GitHub - zhichao-aws/opensearch-sparse-model-tuning-sample: Code of fine-tuning neural sparse models and training from scratch. #SIGIR2025

Prepare the environment

Conda environment

conda create -n neural-sparse-mdbert python=3.9
conda activate neural-sparse-mdbert
pip install -r requirements.txt

OpenSearch service

To evaluate search relevance or mine hard negatives, run an OpenSearch node at local device. It can be accessed at http://localhost:9200 without username/password(security disabled). For more details, please check OpenSearch doc.
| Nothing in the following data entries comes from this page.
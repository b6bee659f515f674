use jam_types::ReadError;

pub mod generic_codec;
pub mod jam_codec;

pub trait Encode {
    fn encode_to(&self, into: &mut Vec<u8>);

    fn encode(&self) -> Vec<u8> {
        let mut out = Vec::new();
        self.encode_to(&mut out);
        out
    }
}

/// Length-prefixed form of a sequence: a compact-integer count followed by the
/// items. `Encode` on sequences writes the items alone; containers whose
/// length is not implied by context go through this trait.
pub trait EncodeLen {
    fn encode_len_to(&self, into: &mut Vec<u8>);

    fn encode_len(&self) -> Vec<u8> {
        let mut out = Vec::new();
        self.encode_len_to(&mut out);
        out
    }
}

pub trait Decode: Sized {
    fn decode(reader: &mut BytesReader) -> Result<Self, ReadError>;
}

pub trait DecodeLen: Sized {
    fn decode_len(reader: &mut BytesReader) -> Result<Self, ReadError>;
}

pub struct BytesReader<'a> {
    pub data: &'a [u8],
    pub position: usize,
}

impl<'a> BytesReader<'a> {
    pub fn new(data: &'a [u8]) -> Self {
        BytesReader { data, position: 0 }
    }

    pub fn read_bytes(&mut self, length: usize) -> Result<&'a [u8], ReadError> {
        if self.position + length > self.data.len() {
            log::trace!(
                "not enough data at position {}, wanted {} bytes",
                self.position,
                length
            );
            return Err(ReadError::InsufficientData);
        }

        let bytes = &self.data[self.position..self.position + length];
        self.position += length;

        Ok(bytes)
    }

    pub fn read_byte(&mut self) -> Result<u8, ReadError> {
        if self.position >= self.data.len() {
            log::trace!("not enough data at position {}", self.position);
            return Err(ReadError::InsufficientData);
        }

        let byte = self.data[self.position];
        self.position += 1;

        Ok(byte)
    }

    pub fn remaining(&self) -> usize {
        self.data.len() - self.position
    }

    pub fn is_exhausted(&self) -> bool {
        self.position == self.data.len()
    }
}
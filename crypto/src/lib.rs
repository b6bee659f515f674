// Cryptographic facade. Blake2b-256 hashing and Ed25519 verification are
// backed by sp-core; the Bandersnatch single-signer VRF and the Ring-VRF are
// external collaborators reached through the SignatureVerifier trait, so the
// backend can be swapped without touching the state-transition code.

pub mod bandersnatch;

use jam_types::{Ed25519Public, Ed25519Signature, OpaqueHash};
use sp_core::{ed25519, Pair};

pub use bandersnatch::{SignatureVerifier, Verifier};

pub fn blake2b(data: &[u8]) -> OpaqueHash {
    sp_core::blake2_256(data)
}

pub trait VerifySignature {
    fn verify_signature(&self, message: &[u8], public_key: &Ed25519Public) -> bool;
}

impl VerifySignature for Ed25519Signature {
    fn verify_signature(&self, message: &[u8], public_key: &Ed25519Public) -> bool {
        let signature = ed25519::Signature::from_raw(*self);
        let public_key = ed25519::Public::from_raw(*public_key);

        ed25519::Pair::verify(&signature, message, &public_key)
    }
}

/// Ed25519 verification for wire-format signatures, which carry their own
/// length. Anything that is not exactly 64 octets fails.
pub fn verify_ed25519(signature: &[u8], message: &[u8], public_key: &Ed25519Public) -> bool {
    let signature: Ed25519Signature = match signature.try_into() {
        Ok(signature) => signature,
        Err(_) => return false,
    };
    signature.verify_signature(message, public_key)
}
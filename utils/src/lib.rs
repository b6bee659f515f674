pub mod hex;

#[macro_export]
macro_rules! print_hash {
    ($hash:expr) => {{
        let hash_str = $hash.iter().map(|byte| format!("{:02x}", byte)).collect::<String>();
        format!("{}...{}", &hash_str[..4], &hash_str[hash_str.len() - 4..])
    }};
}

#[cfg(test)]
mod tests {

    #[test]
    fn print_hash_truncates() {
        let hash = [0xABu8; 32];
        assert_eq!(print_hash!(hash), "abab...abab");
    }
}
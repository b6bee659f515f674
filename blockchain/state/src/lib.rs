/*
    The block state-transition function. One block applies atomically: either
    the returned state is the fully updated post-state or an error is
    surfaced and the caller must treat the result as undefined.

    Per block: the header is validated against its parent and the current
    time, the five extrinsic kinds are applied in their fixed order, promoted
    reports are accumulated into service state, and finally the header-derived
    components (tau, beta, eta, the validator sets and the authorizer pools)
    are advanced.
*/

pub mod accumulation;
pub mod authorization;
pub mod entropy;
pub mod recent_history;
pub mod safrole;
pub mod services;
pub mod statistics;

use block::{extrinsic, header};
use codec::Encode;
use constants::Config;
use crypto::{blake2b, SignatureVerifier};
use jam_types::{
    Block, BlockInfo, CoreIndex, GlobalState, Header, HeaderError, OpaqueHash, ProcessError,
    TimeSlot, WorkReport,
};

pub fn process_block(
    block: &Block,
    parent: Option<&Header>,
    current_slot: TimeSlot,
    mut state: GlobalState,
    config: &Config,
    verifier: &dyn SignatureVerifier,
) -> Result<GlobalState, ProcessError> {
    header::validate_block(block, parent, current_slot, config)?;

    let unsigned = &block.header.unsigned;
    if unsigned.slot <= state.time {
        log::error!("block slot {} does not advance tau {}", unsigned.slot, state.time);
        return Err(HeaderError::BadSlot.into());
    }

    log::debug!("processing block at slot {}", unsigned.slot);

    // Fixed extrinsic order: tickets, judgements, preimages, assurances,
    // guarantees.
    extrinsic::tickets::process(
        &block.extrinsic.tickets,
        &mut state.safrole,
        &state.entropy,
        &state.curr_validators,
        config,
        verifier,
    );

    let disputed = extrinsic::judgements::process(
        &block.extrinsic.judgements,
        &mut state.judgements,
        &mut state.availability,
        &state.curr_validators,
    );
    if disputed != unsigned.judgements_mark {
        log::warn!(
            "header judgements marker carries {} entries, judgement processing produced {}",
            unsigned.judgements_mark.len(),
            disputed.len()
        );
    }

    extrinsic::preimages::process(
        &block.extrinsic.preimages,
        &mut state.service_accounts,
        state.time,
    )?;

    let available = extrinsic::assurances::process(
        &block.extrinsic.assurances,
        &mut state.availability,
        &state.curr_validators,
        verifier,
    );

    extrinsic::guarantees::process(
        &block.extrinsic.guarantees,
        &mut state.availability,
        state.time,
        &state.curr_validators,
        config,
        verifier,
    );

    statistics::process(
        &mut state.statistics,
        &block.extrinsic,
        unsigned.author_index,
        state.time,
        unsigned.slot,
        config,
    );

    let mut state = accumulation::process(&available, state);

    apply_header(&block.header, &available, &mut state, config);

    Ok(state)
}

/// Advance the header-derived components: tau, the recent-history window,
/// the entropy pool, the validator sets and epoch state on an epoch marker,
/// and the authorizer pools. Accumulated reports arrive with the core they
/// were promoted from.
pub fn apply_header(
    header: &Header,
    accumulated: &[(CoreIndex, WorkReport)],
    state: &mut GlobalState,
    config: &Config,
) {
    let unsigned = &header.unsigned;

    state.time = unsigned.slot;

    let report_hashes: Vec<OpaqueHash> = accumulated
        .iter()
        .map(|(_, report)| blake2b(&report.encode()))
        .collect();
    let accumulate_root = if report_hashes.is_empty() {
        [0u8; 32]
    } else {
        blake2b(&report_hashes.concat())
    };
    recent_history::push(
        &mut state.recent_history,
        BlockInfo {
            header_hash: header::sealed_hash(header),
            accumulate_root,
            state_root: unsigned.state_root,
            reported: report_hashes,
        },
        config.history_window,
    );

    entropy::mix(&mut state.entropy, &unsigned.entropy_source);

    if let Some(epoch_mark) = &unsigned.epoch_mark {
        log::info!("epoch marker at slot {}: rotating validator sets", unsigned.slot);
        // lambda takes the retiring kappa, kappa is promoted from iota with
        // its full key records, iota takes the keys pending in gamma. The
        // marker's Bandersnatch keys only cross-check the incoming set.
        let new_active = std::mem::replace(
            &mut state.next_validators,
            state.safrole.pending_validators.clone(),
        );
        for (validator, key) in new_active.iter().zip(&epoch_mark.validators) {
            if validator.bandersnatch != *key {
                log::warn!(
                    "epoch mark key {} does not match the incoming active set",
                    utils::print_hash!(*key)
                );
            }
        }
        state.prev_validators = std::mem::replace(&mut state.curr_validators, new_active);
        state.safrole.epoch_root = epoch_mark.epoch_randomness;
        state.safrole.ticket_accumulator.clear();
    }

    if let Some(tickets_mark) = &unsigned.tickets_mark {
        state.safrole.slot_sealers = tickets_mark.tickets.clone();
    }

    authorization::update_pools(&mut state.auth_pools, &mut state.auth_queues, accumulated);
}
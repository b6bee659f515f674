use jam_types::{Block, Extrinsic, Header, ReadError, Ticket};

use crate::jam_codec::{decode_seq, encode_seq};
use crate::{BytesReader, Decode, DecodeLen, Encode, EncodeLen};

// The extrinsic bundle in its fixed processing order: tickets, judgements,
// preimages, assurances, guarantees. Tickets carry a compact count; the other
// four kinds carry u32 counts.
impl Encode for Extrinsic {
    fn encode_to(&self, into: &mut Vec<u8>) {
        self.tickets.encode_len_to(into);
        encode_seq(&self.judgements, into);
        encode_seq(&self.preimages, into);
        encode_seq(&self.assurances, into);
        encode_seq(&self.guarantees, into);
    }
}

impl Decode for Extrinsic {
    fn decode(reader: &mut BytesReader) -> Result<Self, ReadError> {
        Ok(Extrinsic {
            tickets: Vec::<Ticket>::decode_len(reader)?,
            judgements: decode_seq(reader)?,
            preimages: decode_seq(reader)?,
            assurances: decode_seq(reader)?,
            guarantees: decode_seq(reader)?,
        })
    }
}

// Block transport format: u32 header length, the sealed header, then the
// extrinsic bundle.
impl Encode for Block {
    fn encode_to(&self, into: &mut Vec<u8>) {
        let header_blob = self.header.encode();
        (header_blob.len() as u32).encode_to(into);
        into.extend_from_slice(&header_blob);
        self.extrinsic.encode_to(into);
    }
}

impl Decode for Block {
    fn decode(reader: &mut BytesReader) -> Result<Self, ReadError> {
        let header_length = u32::decode(reader)? as usize;
        let header_blob = reader.read_bytes(header_length)?;

        let mut header_reader = BytesReader::new(header_blob);
        let header = Header::decode(&mut header_reader)?;
        if !header_reader.is_exhausted() {
            return Err(ReadError::InvalidEncoding);
        }

        Ok(Block {
            header,
            extrinsic: Extrinsic::decode(reader)?,
        })
    }
}
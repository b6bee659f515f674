use std::collections::{BTreeSet, VecDeque};

use jam_types::{
    ActivityRecord, Assignment, BlockHistory, BlockInfo, EntropyPool, GlobalState,
    JudgementRecords, OpaqueHash, Privileges, ReadError, Safrole, Statistics, Ticket,
    ValidatorKey,
};

use crate::generic_codec::{decode_compact, decode_var_octets, encode_compact, encode_var_octets};
use crate::jam_codec::services::{decode_service_accounts, encode_service_accounts};
use crate::jam_codec::{decode_hash_seq, decode_hash_seq_seq, encode_hash_seq, encode_hash_seq_seq};
use crate::{BytesReader, Decode, DecodeLen, Encode, EncodeLen};

impl Encode for BlockInfo {
    fn encode_to(&self, into: &mut Vec<u8>) {
        self.header_hash.encode_to(into);
        self.accumulate_root.encode_to(into);
        self.state_root.encode_to(into);
        encode_hash_seq(&self.reported, into);
    }
}

impl Decode for BlockInfo {
    fn decode(reader: &mut BytesReader) -> Result<Self, ReadError> {
        Ok(BlockInfo {
            header_hash: <OpaqueHash>::decode(reader)?,
            accumulate_root: <OpaqueHash>::decode(reader)?,
            state_root: <OpaqueHash>::decode(reader)?,
            reported: decode_hash_seq(reader)?,
        })
    }
}

// Beta is wrapped in a single var-octet sequence; entries decode until the
// wrapper is exhausted.
impl Encode for BlockHistory {
    fn encode_to(&self, into: &mut Vec<u8>) {
        let mut entries = Vec::new();
        for block in &self.blocks {
            block.encode_to(&mut entries);
        }
        encode_var_octets(&entries, into);
    }
}

impl Decode for BlockHistory {
    fn decode(reader: &mut BytesReader) -> Result<Self, ReadError> {
        let entries = decode_var_octets(reader)?;
        let mut entry_reader = BytesReader::new(&entries);
        let mut blocks = VecDeque::new();
        while !entry_reader.is_exhausted() {
            blocks.push_back(BlockInfo::decode(&mut entry_reader)?);
        }
        Ok(BlockHistory { blocks })
    }
}

impl Encode for Safrole {
    fn encode_to(&self, into: &mut Vec<u8>) {
        self.pending_validators.encode_len_to(into);
        self.epoch_root.encode_to(into);
        self.slot_sealers.encode_len_to(into);
        self.ticket_accumulator.encode_len_to(into);
    }
}

impl Decode for Safrole {
    fn decode(reader: &mut BytesReader) -> Result<Self, ReadError> {
        Ok(Safrole {
            pending_validators: Vec::<ValidatorKey>::decode_len(reader)?,
            epoch_root: <OpaqueHash>::decode(reader)?,
            slot_sealers: Vec::<Ticket>::decode_len(reader)?,
            ticket_accumulator: Vec::<Ticket>::decode_len(reader)?,
        })
    }
}

impl Encode for EntropyPool {
    fn encode_to(&self, into: &mut Vec<u8>) {
        for entropy in &self.buf {
            entropy.encode_to(into);
        }
    }
}

impl Decode for EntropyPool {
    fn decode(reader: &mut BytesReader) -> Result<Self, ReadError> {
        let mut buf = [[0u8; 32]; 4];
        for entropy in buf.iter_mut() {
            *entropy = <OpaqueHash>::decode(reader)?;
        }
        Ok(EntropyPool { buf })
    }
}

fn encode_hash_set(set: &BTreeSet<OpaqueHash>, into: &mut Vec<u8>) {
    into.extend_from_slice(&encode_compact(set.len() as u64));
    for hash in set {
        hash.encode_to(into);
    }
}

fn decode_hash_set(reader: &mut BytesReader) -> Result<BTreeSet<OpaqueHash>, ReadError> {
    let count = decode_compact(reader)? as usize;
    let mut set = BTreeSet::new();
    for _ in 0..count {
        set.insert(<OpaqueHash>::decode(reader)?);
    }
    Ok(set)
}

impl Encode for JudgementRecords {
    fn encode_to(&self, into: &mut Vec<u8>) {
        encode_hash_set(&self.allow, into);
        encode_hash_set(&self.ban, into);
        encode_hash_set(&self.punish, into);
    }
}

impl Decode for JudgementRecords {
    fn decode(reader: &mut BytesReader) -> Result<Self, ReadError> {
        Ok(JudgementRecords {
            allow: decode_hash_set(reader)?,
            ban: decode_hash_set(reader)?,
            punish: decode_hash_set(reader)?,
        })
    }
}

impl Encode for Privileges {
    fn encode_to(&self, into: &mut Vec<u8>) {
        self.manager.encode_to(into);
        self.authorizer.encode_to(into);
        self.validator.encode_to(into);
    }
}

impl Decode for Privileges {
    fn decode(reader: &mut BytesReader) -> Result<Self, ReadError> {
        Ok(Privileges {
            manager: u32::decode(reader)?,
            authorizer: u32::decode(reader)?,
            validator: u32::decode(reader)?,
        })
    }
}

impl Encode for ActivityRecord {
    fn encode_to(&self, into: &mut Vec<u8>) {
        self.blocks.encode_to(into);
        self.tickets.encode_to(into);
        self.preimages.encode_to(into);
        self.preimages_size.encode_to(into);
        self.guarantees.encode_to(into);
        self.assurances.encode_to(into);
    }
}

impl Decode for ActivityRecord {
    fn decode(reader: &mut BytesReader) -> Result<Self, ReadError> {
        Ok(ActivityRecord {
            blocks: u32::decode(reader)?,
            tickets: u32::decode(reader)?,
            preimages: u32::decode(reader)?,
            preimages_size: u32::decode(reader)?,
            guarantees: u32::decode(reader)?,
            assurances: u32::decode(reader)?,
        })
    }
}

impl Encode for Statistics {
    fn encode_to(&self, into: &mut Vec<u8>) {
        self.curr.encode_len_to(into);
        self.prev.encode_len_to(into);
    }
}

impl Decode for Statistics {
    fn decode(reader: &mut BytesReader) -> Result<Self, ReadError> {
        Ok(Statistics {
            curr: Vec::<ActivityRecord>::decode_len(reader)?,
            prev: Vec::<ActivityRecord>::decode_len(reader)?,
        })
    }
}

/// The persisted state layout: every component concatenated in the fixed
/// order alpha, beta, gamma, delta, eta, iota, kappa, lambda, rho, tau, phi,
/// chi, psi, pi.
impl Encode for GlobalState {
    fn encode_to(&self, into: &mut Vec<u8>) {
        encode_hash_seq_seq(self.auth_pools.iter().map(|pool| pool.iter().copied()), into);
        self.recent_history.encode_to(into);
        self.safrole.encode_to(into);
        encode_service_accounts(&self.service_accounts, into);
        self.entropy.encode_to(into);
        self.next_validators.encode_len_to(into);
        self.curr_validators.encode_len_to(into);
        self.prev_validators.encode_len_to(into);
        self.availability.encode_len_to(into);
        self.time.encode_to(into);
        encode_hash_seq_seq(self.auth_queues.iter().map(|queue| queue.iter().copied()), into);
        self.privileges.encode_to(into);
        self.judgements.encode_to(into);
        self.statistics.encode_to(into);
    }
}

impl Decode for GlobalState {
    fn decode(reader: &mut BytesReader) -> Result<Self, ReadError> {
        Ok(GlobalState {
            auth_pools: decode_hash_seq_seq(reader)?,
            recent_history: BlockHistory::decode(reader)?,
            safrole: Safrole::decode(reader)?,
            service_accounts: decode_service_accounts(reader)?,
            entropy: EntropyPool::decode(reader)?,
            next_validators: Vec::<ValidatorKey>::decode_len(reader)?,
            curr_validators: Vec::<ValidatorKey>::decode_len(reader)?,
            prev_validators: Vec::<ValidatorKey>::decode_len(reader)?,
            availability: Vec::<Option<Assignment>>::decode_len(reader)?,
            time: u32::decode(reader)?,
            auth_queues: decode_hash_seq_seq(reader)?
                .into_iter()
                .map(VecDeque::from)
                .collect(),
            privileges: Privileges::decode(reader)?,
            judgements: JudgementRecords::decode(reader)?,
            statistics: Statistics::decode(reader)?,
        })
    }
}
Here are steps to start a node without security:

Follow the step1 and step2 in above documentation.
Modify /path/to/opensearch-2.16.0/config/opensearch.yml, add this line: plugins.security.disabled: true
Start a tmux session so the OpenSearch won't stop after the terminal is close tmux new -s opensearch. In the tmux session, run cd /path/to/opensearch-2.16.0 and ./bin/opensearch.
The sevice is running. Run curl -X GET http://localhost:9200 to test.

An example of reproducing an L0-enhanced inf-free model

Here is an example of reproducing an L0-enhanced inf-free model.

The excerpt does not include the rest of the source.